PROBLEM DESCRIPTION:
Only the lines from the start of the entries through the line with "#[derive(Debug, Clone, Default, PartialEq, Eq)]" are wanted; please output them exactly.

THE INPUT:
- - -

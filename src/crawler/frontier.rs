//! Frontier construction
//!
//! Selects, at the start of a run, which stored URLs are attempted and in
//! what order: eligible retries first (store order), then New URLs
//! (creation order).

use crate::crawler::backoff::BackoffPolicy;
use crate::crawler::classifier::is_terminal_status;
use crate::state::{CrawlMode, UrlStatus};
use crate::storage::{RetryCandidate, Storage, StorageResult, UrlUpdate};
use chrono::{DateTime, Utc};
use std::collections::VecDeque;
use url::Url;

/// A URL selected for this run
#[derive(Debug, Clone, PartialEq, Eq)]
pub struct FrontierEntry {
    pub url: String,
    /// Retry count when the frontier was built; 0 for new work
    pub retry_count: u32,
}

impl FrontierEntry {
    pub fn is_retry(&self) -> bool {
        self.retry_count > 0
    }
}

/// Ordered URLs to attempt, with how many of each kind were selected
#[derive(Debug, Clone, Default, PartialEq, Eq)]
pub struct Frontier {
    pub entries: VecDeque<FrontierEntry>,
    pub retry_count: usize,
    pub new_count: usize,
}

impl Frontier {
    pub fn len(&self) -> usize {
        self.entries.len()
    }

    pub fn is_empty(&self) -> bool {
        self.entries.is_empty()
    }

    pub fn urls(&self) -> impl Iterator<Item = &str> {
        self.entries.iter().map(|e| e.url.as_str())
    }
}

/// Inputs of the frontier builder besides the store
#[derive(Debug, Clone, Copy)]
pub struct FrontierOptions {
    pub mode: CrawlMode,
    pub max_retries: u32,
    pub policy: BackoffPolicy,
    /// Leave the store untouched
    pub preview: bool,
}

/// Remaining work split by readiness
#[derive(Debug, Clone, Copy, Default, PartialEq, Eq)]
pub struct PendingWork {
    /// Retry candidates whose backoff window has elapsed
    pub ready_retries: usize,
    /// Retry candidates still inside their backoff window
    pub waiting_retries: usize,
    pub pending_new: usize,
}

/// Retry candidates that may ever be attempted again
///
/// Terminal statuses and URLs that no longer parse are settled failures.
fn retryable_candidates<S: Storage + ?Sized>(
    storage: &S,
    max_retries: u32,
) -> StorageResult<Vec<RetryCandidate>> {
    Ok(storage
        .list_retry_candidates(max_retries)?
        .into_iter()
        .filter(|c| !is_terminal_status(c.http_status))
        .filter(|c| Url::parse(&c.url).is_ok())
        .collect())
}

/// Builds the frontier for a run
///
/// On an empty store the seed URL alone is returned and, outside preview,
/// inserted as New. Otherwise the mode decides which of eligible retries
/// and New URLs are included.
pub fn build_frontier<S: Storage + ?Sized>(
    storage: &mut S,
    options: &FrontierOptions,
    seed_url: &str,
    now: DateTime<Utc>,
) -> StorageResult<Frontier> {
    let mut frontier = Frontier::default();

    if storage.is_empty()? {
        if !options.preview {
            storage.upsert(seed_url, UrlUpdate::New, now)?;
        }
        tracing::info!("Empty database, starting from seed URL {}", seed_url);
        frontier.entries.push_back(FrontierEntry {
            url: seed_url.to_string(),
            retry_count: 0,
        });
        frontier.new_count = 1;
        return Ok(frontier);
    }

    if options.mode.includes_retries() {
        for candidate in retryable_candidates(storage, options.max_retries)? {
            if options
                .policy
                .is_retry_eligible(candidate.last_attempted_at, candidate.retry_count, now)
            {
                frontier.entries.push_back(FrontierEntry {
                    url: candidate.url,
                    retry_count: candidate.retry_count,
                });
                frontier.retry_count += 1;
            }
        }
    }

    if options.mode.includes_new() {
        for url in storage.list_by_status(UrlStatus::New)? {
            frontier.entries.push_back(FrontierEntry {
                url,
                retry_count: 0,
            });
            frontier.new_count += 1;
        }
    }

    tracing::info!(
        "Frontier ({} mode): {} retries, {} new",
        options.mode,
        frontier.retry_count,
        frontier.new_count
    );

    Ok(frontier)
}

/// Counts remaining work as of `now`
pub fn pending_work<S: Storage + ?Sized>(
    storage: &S,
    max_retries: u32,
    policy: &BackoffPolicy,
    now: DateTime<Utc>,
) -> StorageResult<PendingWork> {
    let mut pending = PendingWork::default();

    for candidate in retryable_candidates(storage, max_retries)? {
        if policy.is_retry_eligible(candidate.last_attempted_at, candidate.retry_count, now) {
            pending.ready_retries += 1;
        } else {
            pending.waiting_retries += 1;
        }
    }

    pending.pending_new = storage.list_by_status(UrlStatus::New)?.len();
    Ok(pending)
}
use url::Url;

/// Extracts the lowercase host from a URL
///
/// # Examples
///
/// ```
/// use url::Url;
/// use sitemap_seo::url::extract_domain;
///
/// let url = Url::parse("https://EXAMPLE.COM/path").unwrap();
/// assert_eq!(extract_domain(&url), Some("example.com".to_string()));
/// ```
pub fn extract_domain(url: &Url) -> Option<String> {
    url.host_str().map(|h| h.to_lowercase())
}

/// Returns true if both URLs share host and explicit port
///
/// This is the crawl boundary: links to any other host (including other
/// subdomains) or another port are never recorded. The scheme is not part
/// of the comparison, and default ports are already elided by the parser.
pub fn is_same_site(a: &Url, b: &Url) -> bool {
    extract_domain(a).is_some() && extract_domain(a) == extract_domain(b) && a.port() == b.port()
}
//! Fetch outcome classification
//!
//! | Result                         | Outcome           |
//! |--------------------------------|-------------------|
//! | 2xx, 3xx                       | Success           |
//! | 429, 5xx                       | Retryable failure |
//! | other 4xx                      | Terminal failure  |
//! | any other status               | Retryable failure |
//! | transport error (any kind)     | Retryable failure |

use crate::crawler::fetcher::{FetchResponse, TransportError};

/// How a fetch attempt ended
#[derive(Debug, Clone, Copy, PartialEq, Eq, Hash)]
pub enum FetchOutcome {
    Success,
    RetryableFailure,
    TerminalFailure,
}

/// Classifies an HTTP status code
pub fn classify_status(status: u16) -> FetchOutcome {
    match status {
        200..=399 => FetchOutcome::Success,
        429 => FetchOutcome::RetryableFailure,
        400..=499 => FetchOutcome::TerminalFailure,
        500..=599 => FetchOutcome::RetryableFailure,
        _ => FetchOutcome::RetryableFailure,
    }
}

/// Classifies the result of a fetch attempt
pub fn classify(result: &Result<FetchResponse, TransportError>) -> FetchOutcome {
    match result {
        Ok(response) => classify_status(response.status),
        Err(_) => FetchOutcome::RetryableFailure,
    }
}

/// True if a stored status code means the URL must not be retried
pub fn is_terminal_status(status: Option<u16>) -> bool {
    status.map_or(false, |s| classify_status(s) == FetchOutcome::TerminalFailure)
}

- - -

ANSWER SPACE:
filename src/crawler/frontier.rs
//! Frontier construction
//!
//! Selects, at the start of a run, which stored URLs are attempted and in
//! what order: eligible retries first (store order), then New URLs
//! (creation order).

use crate::crawler::backoff::BackoffPolicy;
use crate::crawler::classifier::is_terminal_status;
use crate::state::{CrawlMode, UrlStatus};
use crate::storage::{RetryCandidate, Storage, StorageResult, UrlUpdate};
use chrono::{DateTime, Utc};
use std::collections::VecDeque;
use url::Url;

/// A URL selected for this run
#[derive(Debug, Clone, PartialEq, Eq)]
pub struct FrontierEntry {
    pub url: String,
    /// Retry count when the frontier was built; 0 for new work
    pub retry_count: u32,
}

impl FrontierEntry {
    pub fn is_retry(&self) -> bool {
        self.retry_count > 0
    }
}

/// Ordered URLs to attempt, with how many of each kind were selected
#[derive(Debug, Clone, Default, PartialEq, Eq)]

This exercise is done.